**Task objective**
Copy each line of the data beneath in which the word "return" appears.

**Source data**
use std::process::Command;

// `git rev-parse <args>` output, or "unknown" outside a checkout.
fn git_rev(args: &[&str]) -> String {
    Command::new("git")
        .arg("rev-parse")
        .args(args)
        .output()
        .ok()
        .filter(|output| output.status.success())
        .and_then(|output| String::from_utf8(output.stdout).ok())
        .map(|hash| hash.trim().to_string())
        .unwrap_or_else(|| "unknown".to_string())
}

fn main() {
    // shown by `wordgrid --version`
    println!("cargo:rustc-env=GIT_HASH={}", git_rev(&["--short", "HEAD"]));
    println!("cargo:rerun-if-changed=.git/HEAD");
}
...
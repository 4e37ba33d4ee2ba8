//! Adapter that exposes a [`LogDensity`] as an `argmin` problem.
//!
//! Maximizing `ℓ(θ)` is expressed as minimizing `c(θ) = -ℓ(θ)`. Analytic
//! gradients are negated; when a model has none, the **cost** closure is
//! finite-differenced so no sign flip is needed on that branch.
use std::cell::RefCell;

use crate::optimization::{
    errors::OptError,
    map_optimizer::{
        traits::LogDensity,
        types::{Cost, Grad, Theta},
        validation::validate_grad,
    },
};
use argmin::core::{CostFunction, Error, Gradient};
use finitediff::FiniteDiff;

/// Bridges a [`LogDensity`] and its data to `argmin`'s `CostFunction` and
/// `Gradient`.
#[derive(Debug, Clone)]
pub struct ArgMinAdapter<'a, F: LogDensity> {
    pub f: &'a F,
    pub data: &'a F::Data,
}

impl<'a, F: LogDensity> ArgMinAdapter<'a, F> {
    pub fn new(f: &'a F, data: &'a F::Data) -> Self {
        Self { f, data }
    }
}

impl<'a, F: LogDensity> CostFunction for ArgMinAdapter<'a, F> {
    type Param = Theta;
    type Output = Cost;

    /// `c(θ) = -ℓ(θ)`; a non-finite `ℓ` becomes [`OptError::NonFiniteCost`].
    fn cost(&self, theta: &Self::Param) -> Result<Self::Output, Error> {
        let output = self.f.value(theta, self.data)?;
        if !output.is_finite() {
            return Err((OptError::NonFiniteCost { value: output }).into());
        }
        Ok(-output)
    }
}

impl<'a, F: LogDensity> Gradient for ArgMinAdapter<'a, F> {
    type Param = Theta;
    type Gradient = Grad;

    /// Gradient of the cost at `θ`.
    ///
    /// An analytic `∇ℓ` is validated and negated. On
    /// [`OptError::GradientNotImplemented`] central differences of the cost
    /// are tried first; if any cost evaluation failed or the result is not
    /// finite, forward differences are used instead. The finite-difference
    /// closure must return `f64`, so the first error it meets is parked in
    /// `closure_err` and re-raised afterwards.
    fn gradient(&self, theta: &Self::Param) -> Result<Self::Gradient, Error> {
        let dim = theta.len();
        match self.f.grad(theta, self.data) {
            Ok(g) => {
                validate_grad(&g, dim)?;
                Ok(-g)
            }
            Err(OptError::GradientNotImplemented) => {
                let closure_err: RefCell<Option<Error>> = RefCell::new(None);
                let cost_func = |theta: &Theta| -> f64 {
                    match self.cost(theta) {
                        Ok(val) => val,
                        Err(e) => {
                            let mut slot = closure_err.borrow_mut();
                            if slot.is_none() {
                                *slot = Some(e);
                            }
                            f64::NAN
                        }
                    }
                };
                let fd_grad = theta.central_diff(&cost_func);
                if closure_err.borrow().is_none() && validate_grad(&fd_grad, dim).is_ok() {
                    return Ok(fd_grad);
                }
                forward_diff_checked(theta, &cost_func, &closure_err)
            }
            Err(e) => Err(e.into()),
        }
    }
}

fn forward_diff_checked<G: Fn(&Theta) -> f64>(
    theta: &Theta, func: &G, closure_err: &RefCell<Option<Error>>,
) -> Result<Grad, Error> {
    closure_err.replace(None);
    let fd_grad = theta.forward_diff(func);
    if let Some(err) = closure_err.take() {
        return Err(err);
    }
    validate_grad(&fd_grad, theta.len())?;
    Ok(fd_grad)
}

**Task solution**
            return Err((OptError::NonFiniteCost { value: output }).into());
    /// closure must return `f64`, so the first error it meets is parked in
                    return Ok(fd_grad);
        return Err(err);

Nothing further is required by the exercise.